“LWONESOME LIZZIE”

It was late on a bright spring afternoon when Mrs Caines betook herself to a certain out-of-the-way wood, in the midst of which her mother’s cottage was situated. This wood lay at a considerable distance from the high road, and the nearest approach to it was across a number of ploughed fields, so that Phoebe Caines was hot and somewhat exhausted when she at last reached the longed-for friendly and familiar shade. There was a high wind that March day, and Phoebe’s face had been blistered alike by it and the sun as she toiled along the road proper. Even in the fields the light soil, newly harrowed, had been caught up now and then by the mischievous wind and dashed into eyes and hair.

But here was the wood at length, and the narrow little moss-grown path along which she had so often tripped as a child. Phoebe had been born and bred in that wood, as had her mother before her. The queer little thatched cottage in which the latter dwelt had been the old keeper’s house, and there Mrs Sweetapple had first seen the light. Her father had been keeper in those far-away days, and both her husbands had been keepers too. If she had been blest with a son he would doubtless have followed the family traditions; but Phoebe was her only child, and the grand new two-storied brick house which the Squire had built at a quarter of a mile’s distance from the old cottage was inhabited by a stranger.

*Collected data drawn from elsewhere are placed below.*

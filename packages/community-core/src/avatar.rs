//! Disk-backed member avatars.
//!
//! An avatar is not a record of its own: it is the pair of files found in
//! `<data_dir>/avatars/<member_id>/`, named `<hash>-bpfull.<ext>` and
//! `<hash>-bpthumb.<ext>`. Uploading replaces both files, deleting removes
//! the directory's avatar files. The uploaded image is stored as-is for
//! both renditions.

use std::fs;
use std::io::ErrorKind;
use std::path::{Path, PathBuf};
use std::sync::{Arc, Mutex, MutexGuard};

use serde::Serialize;

use crate::config::SiteConfig;
use crate::error::CommunityError;
use crate::render::html_escape;

const FULL_SUFFIX: &str = "-bpfull";
const THUMB_SUFFIX: &str = "-bpthumb";
const ACCEPTED_EXTENSIONS: [&str; 4] = ["jpg", "jpeg", "png", "gif"];

/// URLs (or HTML fragments) of a member's two avatar renditions.
#[derive(Debug, Clone, PartialEq, Eq, Serialize)]
pub struct AvatarUrls {
    pub full: String,
    pub thumb: String,
}

/// Avatar rendition.
#[derive(Debug, Clone, Copy, PartialEq, Eq)]
pub enum AvatarKind {
    Full,
    Thumb,
}

impl AvatarKind {
    fn suffix(self) -> &'static str {
        match self {
            AvatarKind::Full => FULL_SUFFIX,
            AvatarKind::Thumb => THUMB_SUFFIX,
        }
    }

    fn css(self) -> &'static str {
        match self {
            AvatarKind::Full => "full",
            AvatarKind::Thumb => "thumb",
        }
    }
}

/// An uploaded image file.
#[derive(Debug, Clone)]
pub struct AvatarUpload {
    /// Client-supplied file name
    pub file_name: String,
    /// Client-supplied MIME type, if any
    pub content_type: Option<String>,
    /// File contents
    pub bytes: Vec<u8>,
}

impl AvatarUpload {
    /// Lowercase extension of the client file name.
    fn extension(&self) -> Option<String> {
        Path::new(&self.file_name)
            .extension()
            .and_then(|e| e.to_str())
            .map(|e| e.to_ascii_lowercase())
    }
}

/// Stores and resolves member avatars under a root directory.
#[derive(Debug, Clone)]
pub struct AvatarStore {
    root: PathBuf,
    base_url: String,
    full_size: u32,
    thumb_size: u32,
    max_filesize: usize,
    /// Held across every change to the avatar directories
    writer: Arc<Mutex<()>>,
}

impl AvatarStore {
    /// Creates a store rooted at the configured avatar directory.
    pub fn new(config: &SiteConfig) -> Self {
        Self {
            root: config.avatar_dir(),
            base_url: config.base_url.trim_end_matches('/').to_string(),
            full_size: config.avatar_full_size,
            thumb_size: config.avatar_thumb_size,
            max_filesize: config.avatar_max_filesize,
            writer: Arc::new(Mutex::new(())),
        }
    }

    fn lock(&self) -> Result<MutexGuard<'_, ()>, CommunityError> {
        self.writer.lock().map_err(|_| CommunityError::LockPoisoned)
    }

    fn member_dir(&self, member_id: u64) -> PathBuf {
        self.root.join(member_id.to_string())
    }

    fn url_for(&self, member_id: u64, file_name: &str) -> String {
        format!("{}/avatars/{}/{}", self.base_url, member_id, file_name)
    }

    /// Avatar shown when a member never uploaded one.
    pub fn default_avatar(&self) -> AvatarUrls {
        AvatarUrls {
            full: format!("{}/avatars/default/mystery-man.jpg", self.base_url),
            thumb: format!("{}/avatars/default/mystery-man-50.jpg", self.base_url),
        }
    }

    /// Names of every avatar rendition file in the member's directory, sorted.
    fn avatar_files(&self, member_id: u64) -> Result<Vec<String>, CommunityError> {
        let entries = match fs::read_dir(self.member_dir(member_id)) {
            Ok(entries) => entries,
            Err(e) if e.kind() == ErrorKind::NotFound => return Ok(Vec::new()),
            Err(e) => return Err(CommunityError::io("reading avatar directory", e)),
        };

        let mut names = Vec::new();
        for entry in entries {
            let entry = entry.map_err(|e| CommunityError::io("reading avatar directory", e))?;
            let name = entry.file_name().to_string_lossy().into_owned();
            if rendition_hash(&name, FULL_SUFFIX).is_some()
                || rendition_hash(&name, THUMB_SUFFIX).is_some()
            {
                names.push(name);
            }
        }
        names.sort();
        Ok(names)
    }

    /// Files of the member's uploaded avatar, as (full, thumb) names of the
    /// same upload.
    fn uploaded_files(&self, member_id: u64) -> Result<Option<(String, String)>, CommunityError> {
        let names = self.avatar_files(member_id)?;
        for full in &names {
            let Some(hash) = rendition_hash(full, FULL_SUFFIX) else {
                continue;
            };
            let thumb = names
                .iter()
                .find(|n| rendition_hash(n, THUMB_SUFFIX) == Some(hash));
            if let Some(thumb) = thumb {
                return Ok(Some((full.clone(), thumb.clone())));
            }
        }
        Ok(None)
    }

    /// Returns the uploaded avatar of a member, if there is one.
    pub fn uploaded(&self, member_id: u64) -> Result<Option<AvatarUrls>, CommunityError> {
        Ok(self
            .uploaded_files(member_id)?
            .map(|(full, thumb)| AvatarUrls {
                full: self.url_for(member_id, &full),
                thumb: self.url_for(member_id, &thumb),
            }))
    }

    /// Returns the uploaded avatar of a member, falling back to the default.
    pub fn fetch(&self, member_id: u64) -> Result<AvatarUrls, CommunityError> {
        Ok(self
            .uploaded(member_id)?
            .unwrap_or_else(|| self.default_avatar()))
    }

    /// Validates an upload against the size limit and accepted types.
    pub fn validate(&self, upload: &AvatarUpload) -> Result<String, CommunityError> {
        if upload.bytes.is_empty() {
            return Err(CommunityError::MissingAvatarFile);
        }
        if upload.bytes.len() > self.max_filesize {
            return Err(CommunityError::AvatarTooLarge {
                size: upload.bytes.len(),
                limit: self.max_filesize,
            });
        }
        let unsupported = || CommunityError::UnsupportedImageType {
            file_name: upload.file_name.clone(),
        };
        let extension = upload
            .extension()
            .filter(|e| ACCEPTED_EXTENSIONS.contains(&e.as_str()))
            .ok_or_else(unsupported)?;
        if let Some(content_type) = &upload.content_type {
            if !content_type.starts_with("image/") {
                return Err(unsupported());
            }
        }
        Ok(extension)
    }

    /// Stores an upload as the member's avatar, replacing any previous one.
    pub fn store(&self, member_id: u64, upload: &AvatarUpload) -> Result<AvatarUrls, CommunityError> {
        let extension = self.validate(upload)?;
        let _writer = self.lock()?;

        let dir = self.member_dir(member_id);
        fs::create_dir_all(&dir).map_err(|e| CommunityError::io("creating avatar directory", e))?;
        self.remove_files(member_id)?;

        let mut hasher = crc32fast::Hasher::new();
        hasher.update(&member_id.to_le_bytes());
        hasher.update(&upload.bytes);
        let hash = format!("{:08x}", hasher.finalize());

        for kind in [AvatarKind::Full, AvatarKind::Thumb] {
            let name = format!("{}{}.{}", hash, kind.suffix(), extension);
            fs::write(dir.join(&name), &upload.bytes)
                .map_err(|e| CommunityError::io("writing avatar file", e))?;
        }

        tracing::info!(
            "Stored avatar for member {} ({} bytes)",
            member_id,
            upload.bytes.len()
        );
        self.uploaded(member_id)?
            .ok_or_else(|| CommunityError::IoError("avatar files vanished after upload".to_string()))
    }

    /// Removes the member's uploaded avatar, returning what was removed.
    pub fn delete(&self, member_id: u64) -> Result<AvatarUrls, CommunityError> {
        let _writer = self.lock()?;
        let previous = self
            .uploaded(member_id)?
            .ok_or(CommunityError::NoUploadedAvatar { member_id })?;
        self.remove_files(member_id)?;
        tracing::info!("Deleted avatar of member {}", member_id);
        Ok(previous)
    }

    /// Removes every rendition file of the member, not just the current pair.
    fn remove_files(&self, member_id: u64) -> Result<(), CommunityError> {
        let dir = self.member_dir(member_id);
        for name in self.avatar_files(member_id)? {
            match fs::remove_file(dir.join(&name)) {
                Ok(()) => {}
                Err(e) if e.kind() == ErrorKind::NotFound => {}
                Err(e) => return Err(CommunityError::io("removing avatar file", e)),
            }
        }
        Ok(())
    }

    /// Wraps an avatar URL in an `<img>` tag sized for its rendition.
    pub fn img_tag(&self, url: &str, kind: AvatarKind, member_id: u64, alt: &str) -> String {
        let size = match kind {
            AvatarKind::Full => self.full_size,
            AvatarKind::Thumb => self.thumb_size,
        };
        format!(
            "<img src=\"{}\" class=\"avatar user-{}-avatar avatar-{} {} photo\" width=\"{}\" height=\"{}\" alt=\"{}\" />",
            html_escape(url),
            member_id,
            size,
            kind.css(),
            size,
            size,
            html_escape(alt)
        )
    }

    /// Converts both URLs of an avatar to `<img>` fragments.
    pub fn to_html(&self, urls: &AvatarUrls, member_id: u64, alt: &str) -> AvatarUrls {
        AvatarUrls {
            full: self.img_tag(&urls.full, AvatarKind::Full, member_id, alt),
            thumb: self.img_tag(&urls.thumb, AvatarKind::Thumb, member_id, alt),
        }
    }
}

/// Hash part of `<hash><suffix>.<ext>`, if `name` is a rendition of that kind.
fn rendition_hash<'a>(name: &'a str, suffix: &str) -> Option<&'a str> {
    let stem = Path::new(name).file_stem()?.to_str()?;
    stem.strip_suffix(suffix)
}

The Squire had not had the heart to turn out old Lizzie Sweetapple, who was allowed to live on in her tumble-down abode, and to keep cocks and hens in the empty kennels, and even to fancy herself extremely useful by bringing up a certain number of pheasants. No hens were ever so conveniently broody as Lizzie’s, no pens so carefully sheltered, no young broods so well watched or tenderly nurtured.

Mrs Sweetapple—“Lwonesome Lizzie,” as her few acquaintances laughingly called her—was quite a celebrated personage in the neighbourhood, and though her apparently desolate plight won her much commiseration, she herself never complained of her solitude.

But Daughter Phoebe did not approve of the existing state of things, and frequently endeavoured to induce her mother to take up her residence with her. The little pension allowed her by the Squire would more than pay for her keep, and why not tend children, of whom Mrs Caines possessed “a plenty,” as well as cocks and pheasants? It was dangerous for her, living so entirely alone at her age, where nobody could look after her if she were taken ill; and if there were an accident, such as setting the house on fire or breaking her leg, nobody would be the wiser.

Though the old woman had hitherto stoutly refused to contemplate any such possibility as illness or mischance, and resolutely announced her intention of remaining where she was, Phoebe returned to the charge periodically, and the present expedition was undertaken with the view of shaking her mother’s determination.

Being a practical person, she wasted no time in looking about her now, but pressed on with as much speed as she could muster, occasionally repeating over to herself the arguments by means of which she hoped to convince the old woman.

Yet indeed the scene was lovely enough to have tempted a less business-like person to dally on her way. The young grass was springing up beneath the budding trees on one side, while on the other the ground was strewn with fir-needles and last year’s beech-leaves. Grass and moss were alike emerald green, withered leaves and needles copper and gold. These tints were repeated again on the trunks of Scotch firs, on the boughs of the heavily-clothed spruces; while the elders and a few stray thorns had borrowed the living green of the herbage below. The sycamores were brave with little crimson tufts, and the larches most glorious of all at this hour, raising as they did their delicate tracery of pendant twigs against the luminous sky, imprisoning the light, as it were, in a golden cage, the floating bars of which were studded here and there with jewels—emeralds that would soon become tassels, rubies that in course of time would turn into cones. The bank on the right was studded with wild violets, and here and there primroses grew in profusion, their tender young leaves flaming in the evening glow almost like the blossoms they protected.

At the turn of the path Mrs Caines caught sight of the lichen-grown roof of the cottage, and heaved a deep sigh of relief. Increasing her pace she hurried on, unceremoniously bursting into the kitchen, into which the door opened.